▶ **RECORDS**:
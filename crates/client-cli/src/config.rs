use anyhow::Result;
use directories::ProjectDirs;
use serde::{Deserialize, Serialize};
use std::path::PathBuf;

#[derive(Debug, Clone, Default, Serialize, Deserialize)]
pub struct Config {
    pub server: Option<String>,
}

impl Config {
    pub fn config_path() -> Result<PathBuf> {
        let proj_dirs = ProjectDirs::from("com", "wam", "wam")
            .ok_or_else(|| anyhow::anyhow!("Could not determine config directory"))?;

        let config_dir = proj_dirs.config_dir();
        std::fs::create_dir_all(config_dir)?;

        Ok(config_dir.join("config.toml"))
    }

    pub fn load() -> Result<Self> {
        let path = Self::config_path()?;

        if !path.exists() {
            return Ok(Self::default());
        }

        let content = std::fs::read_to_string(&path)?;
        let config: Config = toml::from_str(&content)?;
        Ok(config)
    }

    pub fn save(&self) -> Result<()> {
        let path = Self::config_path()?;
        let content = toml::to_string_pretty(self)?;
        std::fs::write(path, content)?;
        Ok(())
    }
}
==
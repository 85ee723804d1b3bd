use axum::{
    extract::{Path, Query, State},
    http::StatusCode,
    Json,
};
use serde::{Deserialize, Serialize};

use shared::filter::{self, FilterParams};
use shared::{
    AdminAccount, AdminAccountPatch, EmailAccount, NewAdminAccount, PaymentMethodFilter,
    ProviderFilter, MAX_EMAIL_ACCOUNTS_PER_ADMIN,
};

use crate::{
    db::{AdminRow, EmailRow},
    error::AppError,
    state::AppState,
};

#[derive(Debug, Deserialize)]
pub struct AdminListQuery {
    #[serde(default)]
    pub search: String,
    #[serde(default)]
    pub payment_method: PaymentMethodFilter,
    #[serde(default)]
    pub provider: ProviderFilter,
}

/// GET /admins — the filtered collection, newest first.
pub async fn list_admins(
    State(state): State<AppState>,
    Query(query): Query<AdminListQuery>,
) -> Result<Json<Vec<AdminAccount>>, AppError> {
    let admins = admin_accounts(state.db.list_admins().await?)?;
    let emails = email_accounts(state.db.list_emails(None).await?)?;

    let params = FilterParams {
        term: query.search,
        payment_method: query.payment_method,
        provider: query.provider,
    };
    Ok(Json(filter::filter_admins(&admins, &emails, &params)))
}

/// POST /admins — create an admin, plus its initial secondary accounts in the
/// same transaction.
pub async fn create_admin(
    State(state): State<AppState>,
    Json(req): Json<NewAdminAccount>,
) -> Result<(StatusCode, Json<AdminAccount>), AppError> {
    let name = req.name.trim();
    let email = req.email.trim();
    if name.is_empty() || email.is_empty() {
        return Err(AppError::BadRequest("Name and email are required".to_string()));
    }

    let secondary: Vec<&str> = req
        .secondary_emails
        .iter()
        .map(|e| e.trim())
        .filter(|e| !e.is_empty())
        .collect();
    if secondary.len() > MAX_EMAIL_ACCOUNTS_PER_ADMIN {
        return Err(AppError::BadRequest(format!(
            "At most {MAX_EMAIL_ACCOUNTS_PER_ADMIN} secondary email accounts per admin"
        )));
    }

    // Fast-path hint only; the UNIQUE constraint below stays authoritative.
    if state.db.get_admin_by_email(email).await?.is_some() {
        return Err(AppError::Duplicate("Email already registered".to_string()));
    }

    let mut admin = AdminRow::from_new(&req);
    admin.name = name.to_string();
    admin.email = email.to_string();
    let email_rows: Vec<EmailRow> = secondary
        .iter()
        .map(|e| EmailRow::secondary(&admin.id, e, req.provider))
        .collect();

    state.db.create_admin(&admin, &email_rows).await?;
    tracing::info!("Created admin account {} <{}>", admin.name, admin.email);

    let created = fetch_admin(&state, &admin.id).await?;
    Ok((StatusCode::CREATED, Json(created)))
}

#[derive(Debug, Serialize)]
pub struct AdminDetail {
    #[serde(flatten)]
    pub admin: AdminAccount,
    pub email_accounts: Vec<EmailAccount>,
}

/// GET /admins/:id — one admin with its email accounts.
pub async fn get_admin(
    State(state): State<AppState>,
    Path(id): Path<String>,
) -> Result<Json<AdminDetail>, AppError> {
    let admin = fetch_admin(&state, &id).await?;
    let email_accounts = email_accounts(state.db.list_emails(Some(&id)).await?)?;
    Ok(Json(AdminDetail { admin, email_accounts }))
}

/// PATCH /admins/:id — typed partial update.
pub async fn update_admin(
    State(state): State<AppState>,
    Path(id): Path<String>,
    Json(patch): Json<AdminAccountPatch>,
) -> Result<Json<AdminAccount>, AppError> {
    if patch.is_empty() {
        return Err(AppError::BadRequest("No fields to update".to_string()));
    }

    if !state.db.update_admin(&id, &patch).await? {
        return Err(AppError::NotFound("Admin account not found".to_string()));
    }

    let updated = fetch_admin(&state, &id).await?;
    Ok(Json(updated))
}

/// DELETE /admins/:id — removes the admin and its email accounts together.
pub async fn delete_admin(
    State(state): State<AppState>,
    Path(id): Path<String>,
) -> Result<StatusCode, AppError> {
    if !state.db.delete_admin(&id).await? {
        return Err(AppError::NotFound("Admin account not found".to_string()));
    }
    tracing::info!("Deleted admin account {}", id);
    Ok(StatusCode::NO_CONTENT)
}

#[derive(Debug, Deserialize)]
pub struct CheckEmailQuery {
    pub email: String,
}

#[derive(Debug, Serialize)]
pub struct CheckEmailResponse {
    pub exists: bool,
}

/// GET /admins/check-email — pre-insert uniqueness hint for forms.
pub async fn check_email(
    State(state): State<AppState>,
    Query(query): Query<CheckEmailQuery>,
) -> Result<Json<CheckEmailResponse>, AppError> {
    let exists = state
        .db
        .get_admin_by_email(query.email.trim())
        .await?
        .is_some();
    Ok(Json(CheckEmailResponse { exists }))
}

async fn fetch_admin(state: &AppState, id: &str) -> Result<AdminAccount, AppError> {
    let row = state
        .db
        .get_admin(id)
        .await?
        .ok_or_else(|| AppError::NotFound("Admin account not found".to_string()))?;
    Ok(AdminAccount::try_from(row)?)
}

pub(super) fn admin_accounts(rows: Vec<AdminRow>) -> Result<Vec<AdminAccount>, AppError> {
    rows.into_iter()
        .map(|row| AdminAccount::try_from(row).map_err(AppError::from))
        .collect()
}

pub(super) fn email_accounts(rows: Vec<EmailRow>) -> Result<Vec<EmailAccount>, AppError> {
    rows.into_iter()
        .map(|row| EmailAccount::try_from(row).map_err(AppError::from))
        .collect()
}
==
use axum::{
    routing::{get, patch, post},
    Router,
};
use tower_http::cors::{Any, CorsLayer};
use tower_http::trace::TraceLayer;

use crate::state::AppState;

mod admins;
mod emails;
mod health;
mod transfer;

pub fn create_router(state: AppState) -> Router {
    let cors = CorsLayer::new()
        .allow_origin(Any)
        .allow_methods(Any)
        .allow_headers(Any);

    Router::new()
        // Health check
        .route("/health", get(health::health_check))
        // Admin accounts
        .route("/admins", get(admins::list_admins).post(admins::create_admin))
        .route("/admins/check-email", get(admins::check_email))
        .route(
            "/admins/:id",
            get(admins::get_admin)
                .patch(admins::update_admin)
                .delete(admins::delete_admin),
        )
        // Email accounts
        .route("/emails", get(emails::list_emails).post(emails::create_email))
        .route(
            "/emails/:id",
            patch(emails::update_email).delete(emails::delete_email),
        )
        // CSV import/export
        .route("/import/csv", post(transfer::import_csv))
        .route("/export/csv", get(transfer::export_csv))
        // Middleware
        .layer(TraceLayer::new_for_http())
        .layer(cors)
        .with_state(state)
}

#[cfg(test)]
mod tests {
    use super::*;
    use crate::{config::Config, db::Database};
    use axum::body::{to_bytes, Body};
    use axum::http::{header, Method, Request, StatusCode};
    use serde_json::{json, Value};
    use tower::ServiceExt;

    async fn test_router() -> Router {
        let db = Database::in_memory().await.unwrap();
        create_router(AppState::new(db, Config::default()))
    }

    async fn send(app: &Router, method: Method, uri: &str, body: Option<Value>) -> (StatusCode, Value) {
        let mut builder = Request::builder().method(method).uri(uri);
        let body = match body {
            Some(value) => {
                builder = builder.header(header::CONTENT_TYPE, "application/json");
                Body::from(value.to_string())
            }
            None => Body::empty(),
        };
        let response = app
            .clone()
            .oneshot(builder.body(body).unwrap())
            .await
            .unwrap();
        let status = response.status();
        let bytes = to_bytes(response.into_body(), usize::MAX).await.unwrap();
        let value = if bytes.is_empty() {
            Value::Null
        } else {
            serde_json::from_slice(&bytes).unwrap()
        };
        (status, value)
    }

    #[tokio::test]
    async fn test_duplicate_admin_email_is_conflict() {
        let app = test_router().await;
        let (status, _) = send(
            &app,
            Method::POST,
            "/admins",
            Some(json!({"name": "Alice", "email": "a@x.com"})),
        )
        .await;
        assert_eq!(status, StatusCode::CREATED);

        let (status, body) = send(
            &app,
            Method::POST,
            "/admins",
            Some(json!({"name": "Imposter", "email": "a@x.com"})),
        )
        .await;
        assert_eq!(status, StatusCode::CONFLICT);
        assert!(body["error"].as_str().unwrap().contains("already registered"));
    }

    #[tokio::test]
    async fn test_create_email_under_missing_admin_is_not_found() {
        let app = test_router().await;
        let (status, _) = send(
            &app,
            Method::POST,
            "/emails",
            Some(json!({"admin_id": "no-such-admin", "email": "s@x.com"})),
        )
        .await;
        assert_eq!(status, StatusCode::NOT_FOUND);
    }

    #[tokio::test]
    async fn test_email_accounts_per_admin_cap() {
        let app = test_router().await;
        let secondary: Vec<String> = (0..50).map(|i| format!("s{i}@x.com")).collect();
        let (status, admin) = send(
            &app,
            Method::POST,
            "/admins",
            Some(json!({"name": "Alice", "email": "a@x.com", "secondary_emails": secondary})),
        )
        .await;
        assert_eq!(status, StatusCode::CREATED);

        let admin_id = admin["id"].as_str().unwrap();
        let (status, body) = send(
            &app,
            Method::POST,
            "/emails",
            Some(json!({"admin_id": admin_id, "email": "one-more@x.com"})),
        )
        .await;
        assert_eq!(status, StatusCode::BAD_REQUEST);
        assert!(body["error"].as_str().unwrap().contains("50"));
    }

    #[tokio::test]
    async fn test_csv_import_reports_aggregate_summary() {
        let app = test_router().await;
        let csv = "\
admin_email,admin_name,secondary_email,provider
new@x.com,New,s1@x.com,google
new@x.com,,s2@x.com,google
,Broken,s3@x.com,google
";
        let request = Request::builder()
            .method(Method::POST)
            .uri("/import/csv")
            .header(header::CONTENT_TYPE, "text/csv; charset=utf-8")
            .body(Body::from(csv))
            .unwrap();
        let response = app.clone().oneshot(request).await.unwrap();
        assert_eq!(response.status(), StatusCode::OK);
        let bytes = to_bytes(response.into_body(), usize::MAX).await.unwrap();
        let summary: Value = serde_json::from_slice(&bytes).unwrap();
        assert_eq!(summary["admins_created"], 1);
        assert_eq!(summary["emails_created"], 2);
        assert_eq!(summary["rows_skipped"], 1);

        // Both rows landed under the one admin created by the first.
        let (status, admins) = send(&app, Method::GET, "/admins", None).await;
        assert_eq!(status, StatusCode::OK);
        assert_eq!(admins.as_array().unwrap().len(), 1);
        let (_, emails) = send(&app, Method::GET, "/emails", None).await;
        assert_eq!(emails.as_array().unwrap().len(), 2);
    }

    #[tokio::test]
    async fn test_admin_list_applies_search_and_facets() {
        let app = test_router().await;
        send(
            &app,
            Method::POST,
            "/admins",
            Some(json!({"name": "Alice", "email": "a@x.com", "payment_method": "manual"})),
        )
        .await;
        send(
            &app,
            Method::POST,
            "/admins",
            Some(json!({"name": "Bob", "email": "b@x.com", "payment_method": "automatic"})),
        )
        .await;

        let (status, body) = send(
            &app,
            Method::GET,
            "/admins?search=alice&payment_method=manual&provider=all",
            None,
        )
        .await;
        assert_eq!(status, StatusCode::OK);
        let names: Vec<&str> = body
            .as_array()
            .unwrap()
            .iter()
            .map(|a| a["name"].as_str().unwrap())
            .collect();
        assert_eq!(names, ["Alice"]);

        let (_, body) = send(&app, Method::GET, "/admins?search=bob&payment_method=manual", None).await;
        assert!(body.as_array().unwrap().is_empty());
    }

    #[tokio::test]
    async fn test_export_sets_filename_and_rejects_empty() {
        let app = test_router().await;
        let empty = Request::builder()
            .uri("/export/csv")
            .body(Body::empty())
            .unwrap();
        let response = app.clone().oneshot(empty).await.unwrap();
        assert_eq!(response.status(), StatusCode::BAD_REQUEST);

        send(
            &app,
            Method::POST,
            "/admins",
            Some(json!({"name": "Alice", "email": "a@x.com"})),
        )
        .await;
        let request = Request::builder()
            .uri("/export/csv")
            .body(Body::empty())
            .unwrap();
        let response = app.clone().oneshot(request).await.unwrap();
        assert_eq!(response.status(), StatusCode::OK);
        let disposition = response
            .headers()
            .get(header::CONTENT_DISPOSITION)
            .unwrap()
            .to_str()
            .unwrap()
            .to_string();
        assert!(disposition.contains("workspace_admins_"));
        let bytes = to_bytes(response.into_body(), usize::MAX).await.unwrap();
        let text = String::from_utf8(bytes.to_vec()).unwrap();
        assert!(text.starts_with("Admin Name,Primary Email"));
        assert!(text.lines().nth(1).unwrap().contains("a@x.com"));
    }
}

▶ **WHAT TO WORK ON**: Lines holding the word "AdminRow" in the entries above are the ones to pull out. Copy them all.

▶ **WRITTEN ANSWER**:
    db::{AdminRow, EmailRow},
    let mut admin = AdminRow::from_new(&req);
pub(super) fn admin_accounts(rows: Vec<AdminRow>) -> Result<Vec<AdminAccount>, AppError> {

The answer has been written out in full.